Su marido había muerto: un cáncer lo devoró en poco tiempo. Crió a otros sobrinos, algunos estaban ahí con sus mujeres. Pero sin niños. Era una suerte porque la hubieran obligado a estar atenta a que no hicieran algún desastre. Estos otros sobrinos eran queridos pero no como Rodrigo. por eso no lo querían. ¿Qué veía la tía en ese ladronzuelo que, seguramente.
¿Era drogadicto? ese desamor era compartido por el muchacho, mientras los otros caían  sobre los manjares, sobre el vino. El chico abrió la heladera y sacó una botella de cerveza y se la empinó hasta el final.  Luego tomó otra y otra ,más, hasta que todo se le empezó a nublar.  Luego fue al living, aun no habían dado las doce.

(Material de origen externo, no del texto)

use std::sync::Arc;

use actix_web::{HttpRequest, HttpResponse, Responder, get, http::StatusCode, post, web};
use api_auth::services::auth_client::AuthClient;
use common::{
    error::{AppError, Res},
    http::Success,
};
use sqlx::PgPool;

use crate::{
    dtos::edit::{
        EditRequest, GenerateRequest, GenerateResponse, HealthResponse, ImagePart, ImagePayload,
        parse_data_url,
    },
    services::gemini::{self, GeminiClient},
};

/// Reports whether the generative API key is configured.
#[get("/health")]
async fn get_health(gemini: web::Data<Arc<GeminiClient>>) -> Res<impl Responder> {
    Success::ok(HealthResponse {
        ok: gemini.is_configured(),
    })
}

fn decode_images(image1: Option<&str>, image2: Option<&str>) -> Res<Vec<ImagePart>> {
    let first = image1
        .filter(|s| !s.trim().is_empty())
        .ok_or_else(|| AppError::BadRequest("image1 is required".to_string()))?;

    let mut images = vec![parse_data_url(first)?];
    if let Some(second) = image2.filter(|s| !s.trim().is_empty()) {
        images.push(parse_data_url(second)?);
    }
    Ok(images)
}

fn require_prompt(prompt: &str) -> Res<&str> {
    let prompt = prompt.trim();
    if prompt.is_empty() {
        return Err(AppError::BadRequest("prompt is required".to_string()));
    }
    Ok(prompt)
}

/// When the caller is authenticated, one credit is consumed atomically
/// before the upstream call; anonymous requests pass through untouched.
async fn consume_credit_if_authenticated(
    req: &HttpRequest,
    auth: &AuthClient,
    pool: &PgPool,
) -> Res<()> {
    let token = req
        .headers()
        .get("Authorization")
        .and_then(|header| header.to_str().ok())
        .and_then(|header| header.strip_prefix("Bearer "))
        .map(str::to_string);
    let Some(token) = token else {
        return Ok(());
    };

    let identity = auth.get_user(&token).await?;
    let user = db::user::get_or_create_user(pool, identity.id, &identity.email).await?;
    match db::user::consume_credit(pool, user.id).await? {
        Some(user) => {
            log::debug!(
                "User {} consumed a credit ({}/{})",
                user.id,
                user.credits_used,
                user.credits_total
            );
            Ok(())
        }
        None => Err(AppError::Forbidden(
            "No credits remaining for this billing cycle".to_string(),
        )),
    }
}

fn upstream_failure(status: reqwest::StatusCode, detail: &str) -> AppError {
    let detail = detail.trim();
    if detail.is_empty() {
        AppError::Upstream(format!("Generative API returned {}", status))
    } else {
        AppError::Upstream(format!("Generative API returned {}: {}", status, detail))
    }
}

/// A successful reply must carry an image part; a text-only 200 becomes a
/// "no image" error instead of being relayed. Upstream failures pass
/// through with their status and body untouched.
fn relay_edit_response(status: StatusCode, body: web::Bytes) -> Res<HttpResponse> {
    if !status.is_success() {
        return Ok(HttpResponse::build(status)
            .content_type("application/json")
            .body(body));
    }

    let response: gemini::GenerateContentResponse = serde_json::from_slice(&body)
        .map_err(|e| AppError::Upstream(format!("Invalid upstream response: {}", e)))?;
    if gemini::extract_inline_image(&response).is_none() {
        log::warn!("Generative API reply carried no image part");
        return Ok(HttpResponse::InternalServerError().json(serde_json::json!({
            "error": "No image returned by the model",
        })));
    }

    Ok(HttpResponse::build(status)
        .content_type("application/json")
        .body(body))
}

/// Forwards an edit instruction plus reference images to the generative
/// image API and relays the upstream payload.
///
/// # Input
/// - Body: `{ "prompt": "...", "image1": "<data URL>", "image2"?: "<data URL>" }`
///
/// # Output
/// - The upstream generateContent payload when it carries an image part,
///   or `{ "error": ... }` when the model replied without one
#[post("/edit")]
async fn post_edit(
    http_req: HttpRequest,
    req: web::Json<EditRequest>,
    gemini: web::Data<Arc<GeminiClient>>,
    auth: web::Data<Arc<AuthClient>>,
    pool: web::Data<Arc<PgPool>>,
) -> Res<HttpResponse> {
    let prompt = require_prompt(&req.prompt)?;
    let images = decode_images(req.image1.as_deref(), req.image2.as_deref())?;

    consume_credit_if_authenticated(&http_req, &auth, &pool).await?;

    let upstream = gemini.generate(prompt, &images, None).await?;
    let status = StatusCode::from_u16(upstream.status().as_u16())
        .unwrap_or(StatusCode::INTERNAL_SERVER_ERROR);
    let body = upstream
        .bytes()
        .await
        .map_err(|e| AppError::Upstream(format!("Failed to read upstream response: {}", e)))?;

    relay_edit_response(status, body)
}

/// Same upstream call as `/edit`, but unwraps the response down to the
/// first inline image.
///
/// # Output
/// - Success: `{ "image": { "data": "<base64>", "mimeType": "image/png" } }`
/// - Error: `{ "error": "Upstream error", "detail": ... }` for provider
///   failures, or a "no image" error when the model replied without an
///   image part
#[post("/generate")]
async fn post_generate(
    http_req: HttpRequest,
    req: web::Json<GenerateRequest>,
    gemini: web::Data<Arc<GeminiClient>>,
    auth: web::Data<Arc<AuthClient>>,
    pool: web::Data<Arc<PgPool>>,
) -> Res<HttpResponse> {
    let prompt = require_prompt(&req.prompt)?;
    let images = decode_images(req.image1.as_deref(), req.image2.as_deref())?;

    consume_credit_if_authenticated(&http_req, &auth, &pool).await?;

    let upstream = gemini.generate(prompt, &images, req.temperature).await?;
    let status = upstream.status();
    if !status.is_success() {
        let detail = upstream.text().await.unwrap_or_default();
        return Err(upstream_failure(status, &detail));
    }

    let response: gemini::GenerateContentResponse = upstream
        .json()
        .await
        .map_err(|e| AppError::Upstream(format!("Invalid upstream response: {}", e)))?;

    match gemini::extract_inline_image(&response) {
        Some(image) => Ok(HttpResponse::Ok().json(GenerateResponse {
            image: ImagePayload {
                data: image.data.clone(),
                mime_type: image.mime_type.clone(),
            },
        })),
        None => {
            log::warn!("Generative API reply carried no image part");
            Ok(HttpResponse::InternalServerError().json(serde_json::json!({
                "error": "No image returned by the model",
            })))
        }
    }
}

#[cfg(test)]
mod tests {
    use super::*;
    use actix_web::body::to_bytes;
    use serde_json::json;

    fn bytes_of(value: serde_json::Value) -> web::Bytes {
        web::Bytes::from(serde_json::to_vec(&value).unwrap())
    }

    #[actix_web::test]
    async fn text_only_success_reply_is_not_relayed() {
        let body = bytes_of(json!({
            "candidates": [{ "content": { "parts": [{ "text": "cannot do that" }] } }]
        }));

        let res = relay_edit_response(StatusCode::OK, body).unwrap();
        assert_eq!(res.status(), StatusCode::INTERNAL_SERVER_ERROR);

        let body = to_bytes(res.into_body()).await.unwrap();
        let parsed: serde_json::Value = serde_json::from_slice(&body).unwrap();
        assert_eq!(parsed["error"], "No image returned by the model");
    }

    #[actix_web::test]
    async fn reply_with_image_is_relayed_verbatim() {
        let body = bytes_of(json!({
            "candidates": [{ "content": { "parts": [
                { "inlineData": { "mimeType": "image/png", "data": "AAAA" } }
            ] } }]
        }));

        let res = relay_edit_response(StatusCode::OK, body.clone()).unwrap();
        assert_eq!(res.status(), StatusCode::OK);
        assert_eq!(to_bytes(res.into_body()).await.unwrap(), body);
    }

    #[actix_web::test]
    async fn upstream_failure_body_is_relayed_untouched() {
        let body = bytes_of(json!({ "error": { "message": "quota exceeded" } }));

        let res = relay_edit_response(StatusCode::TOO_MANY_REQUESTS, body.clone()).unwrap();
        assert_eq!(res.status(), StatusCode::TOO_MANY_REQUESTS);
        assert_eq!(to_bytes(res.into_body()).await.unwrap(), body);
    }

    #[test]
    fn malformed_success_body_is_an_upstream_error() {
        let res = relay_edit_response(StatusCode::OK, web::Bytes::from_static(b"not json"));
        assert!(res.is_err());
    }

    #[test]
    fn failure_message_carries_upstream_detail() {
        let err = upstream_failure(reqwest::StatusCode::SERVICE_UNAVAILABLE, "model overloaded");
        let msg = err.to_string();
        assert!(msg.contains("503"));
        assert!(msg.contains("model overloaded"));

        let bare = upstream_failure(reqwest::StatusCode::BAD_GATEWAY, "  ");
        assert!(bare.to_string().ends_with("502 Bad Gateway"));
    }
}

¡Salud mierdas! Aquí están todos esperando que Isolda crepe y les deje algo, ¿no?
-Estás borracho pibe. ¿Porqué no vas  al balcón a tomar un poco de aire?

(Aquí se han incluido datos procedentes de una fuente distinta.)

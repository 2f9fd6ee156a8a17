use std::sync::Arc;

use actix_web::{Responder, post, web};
use common::{
    env_config::Config,
    error::{AppError, Res},
    http::Success,
};
use sqlx::PgPool;

use crate::{dtos::billing::WebhookAck, services};

/// Handles Stripe webhook events for billing updates.
///
/// # Input
/// - `payload`: Raw request body, verified against the `stripe-signature`
///   header before anything else happens
/// - `req`: HTTP request carrying the signature header
/// - `config`, `pool`: Application configuration and database pool
///
/// # Output
/// - Success: `{ "received": true }`; unrecognized event types are
///   acknowledged and ignored
/// - Error: 400 for a missing or invalid signature, with no state change
///
/// # Note
/// This endpoint is called by Stripe's servers, not by the client. Configure
/// it in the Stripe Dashboard under Webhooks and set the signing secret as
/// `STRIPE_WEBHOOK_SECRET`. Events may be redelivered; every branch applies
/// an idempotent update keyed by customer id.
#[post("/webhook")]
async fn post_webhook(
    payload: String,
    req: actix_web::HttpRequest,
    config: web::Data<Arc<Config>>,
    stripe: web::Data<Arc<stripe::Client>>,
    pool: web::Data<Arc<PgPool>>,
) -> Res<impl Responder> {
    let signature = match req.headers().get("stripe-signature") {
        Some(signature) => signature.to_str().unwrap_or(""),
        None => return Err(AppError::BadRequest("Stripe signature missing".to_string())),
    };

    let event =
        services::webhook::construct_event(&payload, signature, &config.stripe_webhook_secret)?;

    services::webhook::process_event(&pool, &config.plan_catalog, &stripe, event).await?;

    Success::ok(WebhookAck { received: true })
}
use actix_web::{HttpResponse, Responder};
use serde::Serialize;

use super::error::Res;

pub struct Success;
impl Success {
    pub fn ok<T: Serialize>(body: T) -> Res<impl Responder> {
        Result::Ok(HttpResponse::Ok().json(body))
    }
}
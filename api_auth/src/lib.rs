use std::sync::Arc;

use actix_web::web;
use middleware::auth::AuthMiddleware;
use services::auth_client::AuthClient;

pub mod middleware {
    pub mod auth;
}
pub mod services {
    pub mod auth_client;
}
pub mod routes {
    pub mod user;
}

pub use services::auth_client::AuthIdentity;

// Auth middleware
pub fn auth_middleware(client: Arc<AuthClient>) -> AuthMiddleware {
    AuthMiddleware::new(client)
}

pub fn mount_user() -> actix_web::Scope {
    web::scope("").service(routes::user::get_me)
}
use chrono::{DateTime, Utc};
use common::error::{AppError, Res};
use sqlx::{Executor, Postgres};
use uuid::Uuid;

use crate::models::user::User;

/// Fetches the row for an authenticated identity, creating it with the free
/// tier defaults on first sign-in.
pub async fn get_or_create_user<'e, E: Executor<'e, Database = Postgres>>(
    executor: E,
    user_id: Uuid,
    email: &str,
) -> Res<User> {
    sqlx::query_as::<_, User>(
        r#"
        INSERT INTO users (id, email)
        VALUES ($1, $2)
        ON CONFLICT (id) DO UPDATE SET email = EXCLUDED.email
        RETURNING *
        "#,
    )
    .bind(user_id)
    .bind(email)
    .fetch_one(executor)
    .await
    .map_err(AppError::from)
}

pub async fn set_stripe_customer_id<'e, E: Executor<'e, Database = Postgres>>(
    executor: E,
    user_id: Uuid,
    customer_id: &str,
) -> Res<()> {
    sqlx::query("UPDATE users SET stripe_customer_id = $2, updated_at = now() WHERE id = $1")
        .bind(user_id)
        .bind(customer_id)
        .execute(executor)
        .await?;
    Ok(())
}

/// Applies a plan derived from a Stripe price id, keyed by customer id.
/// `credits_used` is zeroed only when the plan actually changes, so a
/// redelivered event is safe to apply twice.
pub async fn apply_plan_change<'e, E: Executor<'e, Database = Postgres>>(
    executor: E,
    customer_id: &str,
    plan: &str,
    credits_total: i32,
    period_end: Option<DateTime<Utc>>,
) -> Res<u64> {
    let result = sqlx::query(
        r#"
        UPDATE users
        SET credits_used = CASE WHEN plan = $2 THEN credits_used ELSE 0 END,
            plan = $2,
            credits_total = $3,
            period_end = $4,
            updated_at = now()
        WHERE stripe_customer_id = $1
        "#,
    )
    .bind(customer_id)
    .bind(plan)
    .bind(credits_total)
    .bind(period_end)
    .execute(executor)
    .await?;
    Ok(result.rows_affected())
}

/// Cycle renewal from a paid invoice: re-derives plan and period end and
/// unconditionally resets the usage counter.
pub async fn reset_cycle<'e, E: Executor<'e, Database = Postgres>>(
    executor: E,
    customer_id: &str,
    plan: &str,
    credits_total: i32,
    period_end: Option<DateTime<Utc>>,
) -> Res<u64> {
    let result = sqlx::query(
        r#"
        UPDATE users
        SET plan = $2,
            credits_total = $3,
            credits_used = 0,
            period_end = $4,
            updated_at = now()
        WHERE stripe_customer_id = $1
        "#,
    )
    .bind(customer_id)
    .bind(plan)
    .bind(credits_total)
    .bind(period_end)
    .execute(executor)
    .await?;
    Ok(result.rows_affected())
}

pub async fn reset_to_free<'e, E: Executor<'e, Database = Postgres>>(
    executor: E,
    customer_id: &str,
    free_credits: i32,
) -> Res<u64> {
    let result = sqlx::query(
        r#"
        UPDATE users
        SET plan = 'free',
            credits_total = $2,
            credits_used = 0,
            period_end = NULL,
            updated_at = now()
        WHERE stripe_customer_id = $1
        "#,
    )
    .bind(customer_id)
    .bind(free_credits)
    .execute(executor)
    .await?;
    Ok(result.rows_affected())
}

/// Consumes one credit with a single conditional update, so concurrent
/// requests from the same user cannot overdraw the allowance.
/// Returns the updated row, or None when the allowance is exhausted.
pub async fn consume_credit<'e, E: Executor<'e, Database = Postgres>>(
    executor: E,
    user_id: Uuid,
) -> Res<Option<User>> {
    sqlx::query_as::<_, User>(
        r#"
        UPDATE users
        SET credits_used = credits_used + 1, updated_at = now()
        WHERE id = $1 AND credits_used < credits_total
        RETURNING *
        "#,
    )
    .bind(user_id)
    .fetch_optional(executor)
    .await
    .map_err(AppError::from)
}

Era Tomás el que le hablaba, el mayor de todos los sobrinos. Isolda sólo lo miraba, sin saber qué hacer, esperando que se hicieran  las doce y esto  los entretuviera, yendo al balcón a ver los fuegos artificiales.  Ella tomó algo y fue a sentarse junto a Eleonora, su vieja amiga que, con su eterna sonrisa, miraba todo y entendía poco.  Ya andaba con bastón, una rotura de cadera de la que aun no se había repuesto, pero sola no quería ¿Acaso no tenía a sus hijos? “Tendrás familia e hijos, pero dentro de treinta años no tendrás nada” ¿Donde lo había leído? No importa pero era así.  Tenía aun algunas amigas, como  Isolda  que aun seguía en pie, tan sólida, tan fuerte, creando en derredor un sueño de perpetuidad que la mantenía siempre al borde de las cosas, apenas rozadas por sus ojos muy miopes.Todo lo veía borroso pero no quería usar los anteojos, entonces seguía a todos como detrás de una neblina parecida a la que siempre flotaba en el riachuelo cuando se mudaron aquí, en el piso once, alcanzaba a ver el río y, más allá ,  la orilla del Uruguay pero ahora los edificios altos eran un paisaje árido, monótono, sin el verde de la copa de los árboles que no alcanzaban a arañar esas alturas. con sus ojos miopes, Isolda miraba el festín en torno de la mesa. Buscó a Rodrigo y creyó verlo sentado en el balcón de espaldas a la reunión, a la algarabía que encendía el vino en las mejillas de todos. 
- Van a ser las doce - gritó  Jimena, flacucha y de ojos saltones, mostraba el reloj en su muñeca, trajeron el champán helado y esperaron a que, la televisión, encendida les dijera que eran exactamente las doce para brindar. ¿Y Rodrigo? Nada, seguía en el piso del balcón. Ahora con la cabeza en el pecho.  Ya habían estallado toda la cohetería y  todos habían  corrido  al balcón y los ¡ahh! se multiplicaban. Esto duró lo suficiente como para que alguien tropezara con las piernas de Rodrigo.
-Che, dijo Tomás.– Está muy pálido. No puede ser solo alcohol. 
-Ayúdenme a entrarlo. Entre dos lo llevaron a la pieza que había sido de tito. Isolda vino desencajada.
-Qué tiene, qué tiene.  –Un cóctel de alcohol y droga, tía, -Algo se podrá hacer, por lo menos esta vez no murió, pero quién sabe,  Isolda, vos no podés  hacerte cargo, hay lugares a los que puede ir.
-No dijo Isolda con energía- yo me hago cargo. Ahora váyanse, para mí la fiesta terminó.